The central piece of the puzzle is the Global Strategy (EUGS), which defines the EU’s political level of ambition. The Union has the duty to protect its citizens, which requires it to be a global actor in security and defence. That in turn requires strategic autonomy, at least to conduct military crisis management operations.
The military level of ambition: look to the future, not the past
Three years after the publication of the EUGS, the definition of the military level of ambition has still not progressed beyond where the EU already was in 1999: the Helsinki Headline Goal (HLG), a catalogue, the scope of which is the military capabilities which back then would have been required for operations in former Yugoslavia.
The lessons that have meanwhile been drawn from recent, often long-term operations reveal that the military level of ambition corresponding to the political one of the EUGS boils down to, operational reserves included, not one but three army corps. Doable, if member states make maximum use of new EU instruments such as Permanent Structured Cooperation (PESCO) and the European Defence Fund (EDF).
Capability planning: first things first
In terms of military capability planning, NATO procedures, and especially the order in which the US undertakes defence planning, ought to inspire the EU, also in order to ensure coherence. First, EU Member States need to determine what is required to achieve autonomy in crisis management. The EU must be able to act whenever the European interest is primarily at stake, for systematically appealing to NATO and the US no longer is Washington’s preferred option – to put it mildly. Subsequently, those EU Member States that are also NATO Allies must assess which additional capabilities they need to meet their commitments in NATO. As does the US.
EU military crisis management operations: what is success?
The military operations that the EU has conducted so far, have seldom led to durable peace. Often the force deployed was undersized relative to the task. On the civilian side, humanitarian aid and development aid were often and economic support nearly always insufficient, although they are a prerequisite for a durable solution. Political attention often evaporated quite soon after the first military deployment. All of this points to the same conclusion: existing EU structures must be adapted. A fully-fledged strategic-military headquarters and an overarching civilian-military crisis management headquarters – to insure a true comprehensive approach - are both indispensable.
The final step: permanent and structured political guidance
Two decades after Saint-Malo there is still no format in the Council or the Commission that can align and set overall priorities on CSDP matters. For the moment, CARD therefore only serves to lay bare the problems. The High Representative and the Foreign Affairs Council must of course maintain their authority, obviously also in matters of security and defence. Yet at the same time vital issues of war and peace are Chefsache: such decisions are made at the highest political level, and require a specific preparation. That demands a specific structure, both in the Council and the Commission.
No new structures are required, but the existing ones must be reconfigured
First, the time is ripe to appoint a Commissioner for Security and Defence, with competences in the areas of space, cyber and defence, and in particular for the industrial dimension of the production of all required civilian and military capabilities. He/she would contribute to the decision-making on the definition of capability priorities.

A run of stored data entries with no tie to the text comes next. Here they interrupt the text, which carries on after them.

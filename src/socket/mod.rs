//! The public blocking socket surface.
//!
//! A [`Socket`] is a handle over a reference-counted socket core: `dup`
//! hands out another handle sharing the same channel and read/write state,
//! and the core is released only when the last handle closes.

pub(crate) mod core;

pub use self::core::{ConnectStatus, SockType, SocketKind};

use self::core::SocketCore;
use crate::addr::{resolve, Endpoint, Family, ToEndpoint};
use crate::error::SockError;
use crate::options::OptValue;
use crate::runtime;

use bytes::Bytes;
use parking_lot::RwLock;
use std::net::{Shutdown, SocketAddr};
use std::sync::atomic::{AtomicBool, Ordering};
use std::sync::Arc;
use std::time::Duration;

static DEFAULT_TIMEOUT: RwLock<Option<Duration>> = RwLock::new(None);

/// Sets the process-wide default timeout new sockets start with.
pub fn set_default_timeout(timeout: Option<Duration>) {
  *DEFAULT_TIMEOUT.write() = timeout;
}

/// The process-wide default timeout for new sockets.
pub fn default_timeout() -> Option<Duration> {
  *DEFAULT_TIMEOUT.read()
}

pub struct Socket {
  core: Arc<SocketCore>,
  closed: AtomicBool,
}

impl std::fmt::Debug for Socket {
  fn fmt(&self, f: &mut std::fmt::Formatter<'_>) -> std::fmt::Result {
    f.debug_struct("Socket")
      .field("id", &self.core.id)
      .field("kind", &self.core.kind())
      .field("closed", &self.closed.load(Ordering::SeqCst))
      .finish()
  }
}

impl Socket {
  /// Creates an unassigned socket. The shared reactor starts on first use;
  /// once it has been shut down, creation fails `ResourceExhausted`.
  pub fn new(family: Family, stype: SockType) -> Result<Self, SockError> {
    runtime::reactor()?;
    Ok(Self {
      core: SocketCore::new(family, stype, default_timeout()),
      closed: AtomicBool::new(false),
    })
  }

  pub(crate) fn from_core(core: Arc<SocketCore>) -> Self {
    Self {
      core,
      closed: AtomicBool::new(false),
    }
  }

  pub(crate) fn core_ref(&self) -> Result<&Arc<SocketCore>, SockError> {
    if self.closed.load(Ordering::SeqCst) {
      Err(SockError::Closed)
    } else {
      Ok(&self.core)
    }
  }

  /// Unique id of the underlying socket, shared by `dup` aliases. This is
  /// the key `select`/`poll` report readiness under.
  pub fn id(&self) -> u64 {
    self.core.id
  }

  pub fn family(&self) -> Family {
    self.core.family
  }

  pub fn sock_type(&self) -> SockType {
    self.core.stype
  }

  pub fn kind(&self) -> SocketKind {
    self.core.kind()
  }

  // --- timeout control ---

  /// `None` blocks indefinitely, `Some(ZERO)` never blocks, `Some(d)`
  /// bounds every suspending operation. Read at call time by each call.
  pub fn set_timeout(&self, timeout: Option<Duration>) -> Result<(), SockError> {
    self.core_ref()?.set_timeout(timeout);
    Ok(())
  }

  pub fn timeout(&self) -> Result<Option<Duration>, SockError> {
    Ok(self.core_ref()?.timeout())
  }

  pub fn set_nonblocking(&self, nonblocking: bool) -> Result<(), SockError> {
    self.set_timeout(if nonblocking { Some(Duration::ZERO) } else { None })
  }

  // --- connection lifecycle ---

  pub fn bind<E: ToEndpoint>(&self, endpoint: E) -> Result<(), SockError> {
    self.core_ref()?.bind(&endpoint.to_endpoint()?)
  }

  pub fn connect<E: ToEndpoint>(&self, endpoint: E) -> Result<(), SockError> {
    self.core_ref()?.connect(&endpoint.to_endpoint()?)
  }

  /// Connect progress as POSIX-style status codes, never an error, for
  /// non-blocking sockets.
  pub fn connect_ex<E: ToEndpoint>(&self, endpoint: E) -> ConnectStatus {
    let core = match self.core_ref() {
      Ok(core) => core,
      Err(e) => return ConnectStatus::Failed(e.code()),
    };
    let endpoint = match endpoint.to_endpoint() {
      Ok(endpoint) => endpoint,
      Err(e) => return ConnectStatus::Failed(e.code()),
    };
    core.connect_ex(&endpoint)
  }

  pub fn listen(&self, backlog: usize) -> Result<(), SockError> {
    self.core_ref()?.listen(backlog)
  }

  /// Pops one pre-accepted child produced by the reactor's accept loop,
  /// under the timeout contract.
  pub fn accept(&self) -> Result<(Socket, SocketAddr), SockError> {
    let (child, peer) = self.core_ref()?.accept()?;
    Ok((Socket::from_core(child), peer))
  }

  // --- data path ---

  pub fn send(&self, data: &[u8]) -> Result<usize, SockError> {
    self.core_ref()?.send(data)
  }

  pub fn sendall(&self, data: &[u8]) -> Result<(), SockError> {
    self.core_ref()?.sendall(data)
  }

  pub fn sendto<E: ToEndpoint>(&self, data: &[u8], endpoint: E) -> Result<usize, SockError> {
    self.core_ref()?.sendto(data, &endpoint.to_endpoint()?)
  }

  /// Receives up to `bufsize` bytes. An empty result signals EOF, exactly
  /// once blocking and immediately ever after.
  pub fn recv(&self, bufsize: usize) -> Result<Bytes, SockError> {
    self.core_ref()?.recv(bufsize)
  }

  pub fn recvfrom(&self, bufsize: usize) -> Result<(Bytes, SocketAddr), SockError> {
    self.core_ref()?.recvfrom(bufsize)
  }

  pub fn recv_into(&self, buf: &mut [u8]) -> Result<usize, SockError> {
    self.core_ref()?.recv_into(buf)
  }

  pub fn recvfrom_into(&self, buf: &mut [u8]) -> Result<(usize, SocketAddr), SockError> {
    self.core_ref()?.recvfrom_into(buf)
  }

  pub fn shutdown(&self, how: Shutdown) -> Result<(), SockError> {
    self.core_ref()?.shutdown(how)
  }

  // --- handle lifecycle ---

  /// Closes this handle. The channel is released when the last handle
  /// (this one or a `dup` alias) closes. Safe to call repeatedly.
  pub fn close(&self) {
    if !self.closed.swap(true, Ordering::SeqCst) {
      self.core.close();
    }
  }

  /// Returns a new handle sharing the same underlying socket. Read/write
  /// state is shared; only close accounting is per-handle.
  pub fn dup(&self) -> Result<Socket, SockError> {
    let core = self.core_ref()?;
    core.incr_open();
    Ok(Socket {
      core: core.clone(),
      closed: AtomicBool::new(false),
    })
  }

  // --- introspection ---

  pub fn local_addr(&self) -> Result<SocketAddr, SockError> {
    self.core_ref()?.local_addr()
  }

  pub fn peer_addr(&self) -> Result<SocketAddr, SockError> {
    self.core_ref()?.peer_addr()
  }

  pub fn set_option(&self, level: i32, name: i32, value: OptValue) -> Result<(), SockError> {
    self.core_ref()?.set_option(level, name, value)
  }

  pub fn get_option(&self, level: i32, name: i32) -> Result<OptValue, SockError> {
    self.core_ref()?.get_option(level, name)
  }
}

impl Drop for Socket {
  fn drop(&mut self) {
    self.close();
  }
}

/// Connects to `endpoint` and returns the socket, trying every resolved
/// candidate address in order. `timeout` becomes the socket timeout before
/// the connect; `source_address` binds the local end first.
pub fn create_connection<E: ToEndpoint>(
  endpoint: E,
  timeout: Option<Duration>,
  source_address: Option<Endpoint>,
) -> Result<Socket, SockError> {
  let endpoint = endpoint.to_endpoint()?;
  let candidates = resolve(&endpoint, Family::Unspec, false, false)?;
  let mut last_err = None;
  for addr in candidates {
    let family = if addr.is_ipv4() { Family::Ipv4 } else { Family::Ipv6 };
    let sock = Socket::new(family, SockType::Stream)?;
    if let Err(e) = sock.set_timeout(timeout) {
      last_err = Some(e);
      continue;
    }
    if let Some(source) = &source_address {
      if let Err(e) = sock.bind(source.clone()) {
        last_err = Some(e);
        continue;
      }
    }
    match sock.connect(addr) {
      Ok(()) => return Ok(sock),
      Err(e) => {
        tracing::debug!(%addr, error = %e, "create_connection candidate failed");
        last_err = Some(e);
      }
    }
  }
  Err(last_err.unwrap_or_else(|| SockError::NameResolution(endpoint.to_string())))
}
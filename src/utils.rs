//! Formatting helpers shared by the library's consumers

/// Format a byte count in human-readable form (B, KB, MB, GB)
pub fn format_size(size: u64) -> String {
    const KB: u64 = 1024;
    const MB: u64 = KB * 1024;
    const GB: u64 = MB * 1024;

    if size >= GB {
        format!("{:.2} GB", size as f64 / GB as f64)
    } else if size >= MB {
        format!("{:.2} MB", size as f64 / MB as f64)
    } else if size >= KB {
        format!("{:.2} KB", size as f64 / KB as f64)
    } else {
        format!("{} B", size)
    }
}

/// Format a replay time offset as `m:ss`, or `h:mm:ss` past an hour
pub fn format_time(ms: u32) -> String {
    let total = ms / 1000;
    let (hours, minutes, seconds) = (total / 3600, (total / 60) % 60, total % 60);
    if hours > 0 {
        format!("{}:{:02}:{:02}", hours, minutes, seconds)
    } else {
        format!("{}:{:02}", minutes, seconds)
    }
}

#[cfg(test)]
mod tests {
    use super::*;

    #[test]
    fn test_format_size() {
        assert_eq!(format_size(512), "512 B");
        assert_eq!(format_size(2048), "2.00 KB");
        assert_eq!(format_size(5 * 1024 * 1024), "5.00 MB");
    }

    #[test]
    fn test_format_time() {
        assert_eq!(format_time(0), "0:00");
        assert_eq!(format_time(12_000), "0:12");
        assert_eq!(format_time(754_999), "12:34");
        assert_eq!(format_time(3_723_000), "1:02:03");
    }
}
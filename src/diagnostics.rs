//! Best-effort parse telemetry

use serde::Serialize;
use tracing::warn;

/// Counters describing what a parse could not fully decode
///
/// A non-zero counter never means the parse failed; it tells the caller
/// how much of the replay the typed results are missing.
#[derive(Debug, Clone, Default, PartialEq, Eq, Serialize)]
pub struct Diagnostics {
    /// Chunks walked, of any type
    pub chunks: usize,
    /// Chunks dropped because they could not be decoded
    pub skipped_chunks: usize,
    /// Chunks with a type tag this reader does not know
    pub unknown_chunks: usize,
    /// Event and checkpoint records framed
    pub records: usize,
    /// Records with no known schema
    pub unknown_records: usize,
    /// Records that matched a schema but failed to decode, plus framing failures
    pub failed_records: usize,
    /// The chunk walk ended early on damaged or missing input
    pub truncated: bool,
    /// The chunk walk stopped at a caller-supplied limit
    pub limit_reached: bool,
    pub warnings: Vec<String>,
}

impl Diagnostics {
    /// Record a warning and log it
    pub fn warn(&mut self, message: impl Into<String>) {
        let message = message.into();
        warn!("{}", message);
        self.warnings.push(message);
    }

    /// True when every chunk and record was fully understood
    pub fn is_clean(&self) -> bool {
        self.skipped_chunks == 0
            && self.unknown_chunks == 0
            && self.unknown_records == 0
            && self.failed_records == 0
            && !self.truncated
            && !self.limit_reached
    }
}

Second, a European Security Council could be created at the level of Heads of State and Government, to take decisions on the launching of civilian and military operations, but also to ensure more permanent political guidance once they are deployed. Such a Council would also guide a more effective policy of prevention. The European Security Council would have the same composition as the European Council. The difference would be the dedicated focus on security and defence, but also the nature of the decision-making: leaving space to those that are able and willing to act (in accordance with Article 44 TEU that creates the possibility of entrusting implementation of a task to a group of Member States). “Events” will determine how often the European Security Council should meet.
Every global actor except the EU has analogous structures to allow for agile decision-making. Introducing the same in the EU ought therefore to be but a small organisational step for the Union, but it would be a giant leap for the protection of the Union’s citizens.